____ EXTRACTED MATERIAL
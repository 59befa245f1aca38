use bytes::Bytes;
use http_body_util::combinators::BoxBody;
use http_body_util::{BodyExt, Empty, Full};
use hyper::body::Incoming;

pub type BoxError = Box<dyn std::error::Error + Send + Sync>;

/// Body type for everything the router sends or returns
pub type RouterBody = BoxBody<Bytes, BoxError>;

pub fn full(bytes: impl Into<Bytes>) -> RouterBody {
    Full::new(bytes.into()).map_err(|never| match never {}).boxed()
}

pub fn empty() -> RouterBody {
    Empty::<Bytes>::new().map_err(|never| match never {}).boxed()
}

/// Stream an incoming body through without buffering
pub fn incoming(body: Incoming) -> RouterBody {
    body.map_err(|e| Box::new(e) as BoxError).boxed()
}
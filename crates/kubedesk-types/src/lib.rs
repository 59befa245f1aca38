//! Shared types for kubedesk
//!
//! This crate contains data structures used across multiple kubedesk crates.

use chrono::{DateTime, Utc};
use serde::{Deserialize, Serialize};
use sha2::{Digest, Sha256};
use std::fmt;
use std::path::{Path, PathBuf};

// ============================================================================
// Cluster Identity
// ============================================================================

/// Number of hex characters kept from the digest. Ids double as hostname
/// labels, which are capped at 63 bytes.
const CLUSTER_ID_LEN: usize = 32;

/// Stable cluster identifier
///
/// Derived from the kubeconfig source path and context name, so reopening the
/// same source always yields the same id.
#[derive(Clone, Debug, PartialEq, Eq, Hash, PartialOrd, Ord, Serialize, Deserialize)]
#[serde(transparent)]
pub struct ClusterId(String);

impl ClusterId {
    /// Derive the id for a context declared in a kubeconfig file
    pub fn derive(source: &Path, context_name: &str) -> Self {
        let source = source.to_string_lossy();
        let mut hasher = Sha256::new();
        // Length prefix keeps (path, context) pairs unambiguous; both may
        // contain any separator (EKS context names are ARNs)
        hasher.update((source.len() as u64).to_be_bytes());
        hasher.update(source.as_bytes());
        hasher.update(context_name.as_bytes());
        let digest = format!("{:x}", hasher.finalize());
        Self(digest[..CLUSTER_ID_LEN].to_string())
    }

    /// Parse an id received from the outside (hostname label, path segment)
    ///
    /// Only lowercase hex of the derived length is accepted.
    pub fn parse(raw: &str) -> Option<Self> {
        let valid = raw.len() == CLUSTER_ID_LEN
            && raw
                .bytes()
                .all(|b| b.is_ascii_digit() || (b'a'..=b'f').contains(&b));
        valid.then(|| Self(raw.to_string()))
    }

    pub fn as_str(&self) -> &str {
        &self.0
    }
}

impl fmt::Display for ClusterId {
    fn fmt(&self, f: &mut fmt::Formatter<'_>) -> fmt::Result {
        f.write_str(&self.0)
    }
}

// ============================================================================
// Kubernetes Context Types
// ============================================================================

/// Kubernetes context information
#[derive(Clone, Debug, PartialEq, Eq)]
pub struct ContextInfo {
    pub name: String,
    pub cluster: String,
    pub user: String,
    pub namespace: Option<String>,
}

impl ContextInfo {
    pub fn new(
        name: String,
        cluster: String,
        user: String,
        namespace: Option<String>,
    ) -> Self {
        Self {
            name,
            cluster,
            user,
            namespace,
        }
    }
}

// ============================================================================
// Cluster Model
// ============================================================================

/// Per-cluster overrides supplied by the preferences store
#[derive(Clone, Debug, Default, PartialEq, Eq, Serialize, Deserialize)]
pub struct ClusterPreferences {
    /// Display name shown instead of the context name
    pub name: Option<String>,

    /// Proxy handed to the authenticating proxy process as `HTTPS_PROXY`
    pub https_proxy: Option<String>,
}

/// Source-derived description of a cluster
///
/// Owned by the sync engine: it is replaced wholesale when the kubeconfig
/// changes, while the cluster identity stays the same.
#[derive(Clone, Debug, PartialEq, Eq, Serialize, Deserialize)]
pub struct ClusterModel {
    pub id: ClusterId,

    /// Kubeconfig file the context was read from
    pub kubeconfig_path: PathBuf,

    /// Context name inside that kubeconfig
    pub context_name: String,

    /// API server URL declared by the context's cluster entry
    pub server: String,

    /// Default namespace declared by the context
    pub namespace: Option<String>,

    pub preferences: ClusterPreferences,
}

impl ClusterModel {
    pub fn new(kubeconfig_path: PathBuf, context_name: String, server: String) -> Self {
        Self {
            id: ClusterId::derive(&kubeconfig_path, &context_name),
            kubeconfig_path,
            context_name,
            server,
            namespace: None,
            preferences: ClusterPreferences::default(),
        }
    }

    pub fn with_namespace(mut self, namespace: Option<String>) -> Self {
        self.namespace = namespace;
        self
    }

    /// Name to show for this cluster
    pub fn display_name(&self) -> &str {
        self.preferences
            .name
            .as_deref()
            .unwrap_or(&self.context_name)
    }
}

// ============================================================================
// Runtime Status
// ============================================================================

/// Connection status of a cluster
#[derive(Clone, Debug, PartialEq, Eq, Serialize, Deserialize)]
pub struct ClusterStatus {
    /// The API server answered through the authenticating proxy
    pub online: bool,

    /// The API server accepted our credentials
    pub accessible: bool,

    /// No authenticating proxy is running for this cluster
    pub disconnected: bool,

    /// Last failure reason, shown next to the reconnect affordance
    pub failure_reason: Option<String>,

    /// Server version reported by the last successful refresh
    pub version: Option<String>,

    pub last_seen: Option<DateTime<Utc>>,
}

impl Default for ClusterStatus {
    fn default() -> Self {
        Self {
            online: false,
            accessible: false,
            disconnected: true,
            failure_reason: None,
            version: None,
            last_seen: None,
        }
    }
}

impl ClusterStatus {
    /// Record a successful round trip to the API server
    pub fn mark_online(&mut self, version: String) {
        self.online = true;
        self.accessible = true;
        self.disconnected = false;
        self.failure_reason = None;
        self.version = Some(version);
        self.last_seen = Some(Utc::now());
    }

    /// The server answered but refused our credentials
    pub fn mark_inaccessible(&mut self, reason: String) {
        self.online = true;
        self.accessible = false;
        self.failure_reason = Some(reason);
        self.last_seen = Some(Utc::now());
    }

    pub fn mark_offline(&mut self, reason: Option<String>) {
        self.online = false;
        self.accessible = false;
        if reason.is_some() {
            self.failure_reason = reason;
        }
    }

    pub fn mark_disconnected(&mut self) {
        self.online = false;
        self.accessible = false;
        self.disconnected = true;
    }

    /// Whether an activation has completed and nothing has failed since
    pub fn is_ready(&self) -> bool {
        !self.disconnected && self.online && self.accessible
    }
}

/// Point-in-time view of a cluster, published to the catalog sink
#[derive(Clone, Debug, PartialEq, Serialize)]
pub struct ClusterSnapshot {
    pub model: ClusterModel,
    pub status: ClusterStatus,

    /// Local port assigned on first activation
    pub proxy_port: Option<u16>,

    /// Externally visible URL, known once the handler has initialised
    pub url: Option<String>,
}

// ============================================================================
// Authenticating Proxy Events
// ============================================================================

/// Event emitted by an authenticating proxy process
#[derive(Clone, Debug, PartialEq, Eq)]
pub struct ProxyEvent {
    pub cluster_id: ClusterId,
    pub kind: ProxyEventKind,
}

#[derive(Clone, Debug, PartialEq, Eq)]
pub enum ProxyEventKind {
    /// The readiness marker was printed
    Ready,

    /// Informational output passed through as-is
    Info(String),

    /// Spawn failure, stderr output or abnormal exit
    Error(String),
}

impl ProxyEvent {
    pub fn new(cluster_id: ClusterId, kind: ProxyEventKind) -> Self {
        Self { cluster_id, kind }
    }

    pub fn is_error(&self) -> bool {
        matches!(self.kind, ProxyEventKind::Error(_))
    }
}
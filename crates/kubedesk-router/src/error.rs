//! Router errors and Kubernetes-style error responses

use std::time::Duration;

use hyper::{Response, StatusCode, header};

use kubedesk_cluster::{ContextError, RegistryError};

use crate::body::{RouterBody, full};

#[derive(Debug, thiserror::Error)]
pub enum RouterError {
    #[error(transparent)]
    Context(#[from] ContextError),

    #[error(transparent)]
    Registry(#[from] RegistryError),

    #[error("upstream request failed: {0}")]
    Upstream(String),

    #[error("upstream did not answer within {0:?}")]
    Timeout(Duration),

    #[error("invalid upstream request: {0}")]
    Request(#[from] http::Error),

    #[error("upgrade failed: {0}")]
    Upgrade(String),

    #[error("upstream connection failed: {0}")]
    Io(#[from] std::io::Error),

    #[error("failed to encode response: {0}")]
    Encode(#[from] serde_json::Error),

    #[error("{0}")]
    NotFound(String),

    #[error("{0}")]
    BadRequest(String),
}

impl RouterError {
    pub fn status(&self) -> StatusCode {
        match self {
            RouterError::Registry(RegistryError::NotFound(_)) | RouterError::NotFound(_) => {
                StatusCode::NOT_FOUND
            }
            RouterError::Registry(RegistryError::NotActive(_)) => StatusCode::CONFLICT,
            RouterError::BadRequest(_) => StatusCode::BAD_REQUEST,
            _ => StatusCode::INTERNAL_SERVER_ERROR,
        }
    }

    pub fn into_response(self) -> Response<RouterBody> {
        status_response(self.status(), &self.to_string())
    }
}

/// Response with a Kubernetes `Status` body, understood by kubectl and
/// client libraries
pub fn status_response(status: StatusCode, message: &str) -> Response<RouterBody> {
    let body = serde_json::json!({
        "kind": "Status",
        "apiVersion": "v1",
        "metadata": {},
        "status": "Failure",
        "message": message,
        "code": status.as_u16(),
    });

    let mut response = Response::new(full(body.to_string()));
    *response.status_mut() = status;
    response.headers_mut().insert(
        header::CONTENT_TYPE,
        header::HeaderValue::from_static("application/json"),
    );
    response
}
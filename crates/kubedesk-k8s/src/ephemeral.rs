//! Ephemeral, credential-free kubeconfigs pointing at the local proxy
//!
//! Local tooling is handed one of these instead of the user's real
//! kubeconfig. Its only server is `http://127.0.0.1:<port>/<cluster id>`, so
//! every request goes through the router and the authenticating proxy.

use std::io::Write;
use std::path::{Path, PathBuf};

use kube::config::{
    AuthInfo, Cluster, Context, Kubeconfig, NamedAuthInfo, NamedCluster, NamedContext,
};
use tracing::debug;

use kubedesk_types::ClusterId;

/// User entry name in generated kubeconfigs
pub const PROXY_USER: &str = "proxy";

#[derive(Debug, thiserror::Error)]
pub enum MaterializeError {
    #[error("failed to write kubeconfig: {0}")]
    Io(#[from] std::io::Error),

    #[error("failed to serialize kubeconfig: {0}")]
    Serialize(#[from] serde_yaml::Error),

    #[error("kubeconfig was already unlinked")]
    AlreadyUnlinked,
}

/// What goes into a generated kubeconfig
#[derive(Clone, Debug)]
pub struct ProxyKubeconfig<'a> {
    pub cluster_id: &'a ClusterId,
    pub context_name: &'a str,
    /// Router port reachable on loopback
    pub proxy_port: u16,
    pub namespace: Option<&'a str>,
}

impl ProxyKubeconfig<'_> {
    /// Server URL of the single cluster entry
    pub fn server(&self) -> String {
        format!("http://127.0.0.1:{}/{}", self.proxy_port, self.cluster_id)
    }

    /// Build the kubeconfig document
    pub fn build(&self) -> Kubeconfig {
        let name = self.context_name.to_string();
        Kubeconfig {
            clusters: vec![NamedCluster {
                name: name.clone(),
                cluster: Some(Cluster {
                    server: Some(self.server()),
                    ..Default::default()
                }),
            }],
            auth_infos: vec![NamedAuthInfo {
                name: PROXY_USER.to_string(),
                auth_info: Some(AuthInfo::default()),
            }],
            contexts: vec![NamedContext {
                name: name.clone(),
                context: Some(Context {
                    cluster: name.clone(),
                    user: Some(PROXY_USER.to_string()),
                    namespace: self.namespace.map(str::to_string),
                    ..Default::default()
                }),
            }],
            current_context: Some(name),
            ..Default::default()
        }
    }
}

/// Writes generated kubeconfigs into a directory
#[derive(Clone, Debug)]
pub struct KubeconfigMaterializer {
    dir: PathBuf,
}

impl KubeconfigMaterializer {
    pub fn new(dir: impl Into<PathBuf>) -> Self {
        Self { dir: dir.into() }
    }

    /// Materializer writing into `<system temp>/kubedesk`
    pub fn in_temp_dir() -> Self {
        Self::new(std::env::temp_dir().join("kubedesk"))
    }

    pub fn dir(&self) -> &Path {
        &self.dir
    }

    /// Write a kubeconfig to a fresh, collision-free path
    pub fn write(
        &self,
        request: &ProxyKubeconfig<'_>,
    ) -> Result<EphemeralKubeconfig, MaterializeError> {
        std::fs::create_dir_all(&self.dir)?;
        let yaml = serde_yaml::to_string(&request.build())?;

        let mut file = tempfile::Builder::new()
            .prefix(&format!("kubeconfig-{}-", request.cluster_id))
            .suffix(".yaml")
            .tempfile_in(&self.dir)?;
        file.write_all(yaml.as_bytes())?;
        file.flush()?;
        let (_, path) = file.keep().map_err(|e| MaterializeError::Io(e.error))?;

        debug!(cluster = %request.cluster_id, path = %path.display(), "Wrote proxy kubeconfig");
        Ok(EphemeralKubeconfig { path: Some(path) })
    }
}

/// A generated kubeconfig on disk
///
/// Deleted on `delete()` or drop. After deletion `path()` reports
/// `AlreadyUnlinked` instead of handing out a stale path.
#[derive(Debug)]
pub struct EphemeralKubeconfig {
    path: Option<PathBuf>,
}

impl EphemeralKubeconfig {
    pub fn path(&self) -> Result<&Path, MaterializeError> {
        self.path.as_deref().ok_or(MaterializeError::AlreadyUnlinked)
    }

    pub fn is_unlinked(&self) -> bool {
        self.path.is_none()
    }

    /// Remove the file; a file that is already gone is not an error
    pub fn delete(&mut self) -> Result<(), MaterializeError> {
        let Some(path) = self.path.take() else {
            return Ok(());
        };
        match std::fs::remove_file(&path) {
            Ok(()) => {
                debug!(path = %path.display(), "Deleted proxy kubeconfig");
                Ok(())
            }
            Err(e) if e.kind() == std::io::ErrorKind::NotFound => Ok(()),
            Err(e) => Err(e.into()),
        }
    }
}

impl Drop for EphemeralKubeconfig {
    fn drop(&mut self) {
        let _ = self.delete();
    }
}

#[cfg(test)]
mod tests {
    use super::*;
    use crate::kubeconfig;

    fn cluster_id() -> ClusterId {
        ClusterId::derive(Path::new("a.yml"), "ctx1")
    }

    #[test]
    fn test_write_points_at_local_proxy() {
        let dir = tempfile::tempdir().unwrap();
        let materializer = KubeconfigMaterializer::new(dir.path());
        let id = cluster_id();

        let file = materializer
            .write(&ProxyKubeconfig {
                cluster_id: &id,
                context_name: "ctx1",
                proxy_port: 9191,
                namespace: Some("team-a"),
            })
            .unwrap();

        let parsed = kubeconfig::load(file.path().unwrap()).unwrap();
        let server = parsed.clusters[0].cluster.as_ref().unwrap().server.clone();
        assert_eq!(server, Some(format!("http://127.0.0.1:9191/{}", id)));
        assert_eq!(parsed.auth_infos[0].name, PROXY_USER);

        let user = parsed.auth_infos[0].auth_info.as_ref();
        assert!(user.is_none_or(|u| u.token.is_none() && u.auth_provider.is_none()));

        let details = kubeconfig::context_details(&parsed, "ctx1").unwrap();
        assert_eq!(details.namespace.as_deref(), Some("team-a"));
    }

    #[test]
    fn test_paths_do_not_collide() {
        let dir = tempfile::tempdir().unwrap();
        let materializer = KubeconfigMaterializer::new(dir.path());
        let id = cluster_id();
        let request = ProxyKubeconfig {
            cluster_id: &id,
            context_name: "ctx1",
            proxy_port: 1,
            namespace: None,
        };

        let a = materializer.write(&request).unwrap();
        let b = materializer.write(&request).unwrap();
        assert_ne!(a.path().unwrap(), b.path().unwrap());
    }

    #[test]
    fn test_delete_is_idempotent_and_tolerates_missing_file() {
        let dir = tempfile::tempdir().unwrap();
        let materializer = KubeconfigMaterializer::new(dir.path());
        let id = cluster_id();
        let mut file = materializer
            .write(&ProxyKubeconfig {
                cluster_id: &id,
                context_name: "ctx1",
                proxy_port: 1,
                namespace: None,
            })
            .unwrap();

        let path = file.path().unwrap().to_path_buf();
        std::fs::remove_file(&path).unwrap();

        file.delete().unwrap();
        file.delete().unwrap();
        assert!(matches!(file.path(), Err(MaterializeError::AlreadyUnlinked)));
        assert!(file.is_unlinked());
    }

    #[test]
    fn test_drop_removes_file() {
        let dir = tempfile::tempdir().unwrap();
        let materializer = KubeconfigMaterializer::new(dir.path());
        let id = cluster_id();
        let path = {
            let file = materializer
                .write(&ProxyKubeconfig {
                    cluster_id: &id,
                    context_name: "ctx1",
                    proxy_port: 1,
                    namespace: None,
                })
                .unwrap();
            file.path().unwrap().to_path_buf()
        };
        assert!(!path.exists());
    }
}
________
**BRIEF:**
Your job is to copy out every line from the records above that has the word "NotFound".

**RESULT:**
    NotFound(String),
            RouterError::Registry(RegistryError::NotFound(_)) | RouterError::NotFound(_) => {
            Err(e) if e.kind() == std::io::ErrorKind::NotFound => Ok(()),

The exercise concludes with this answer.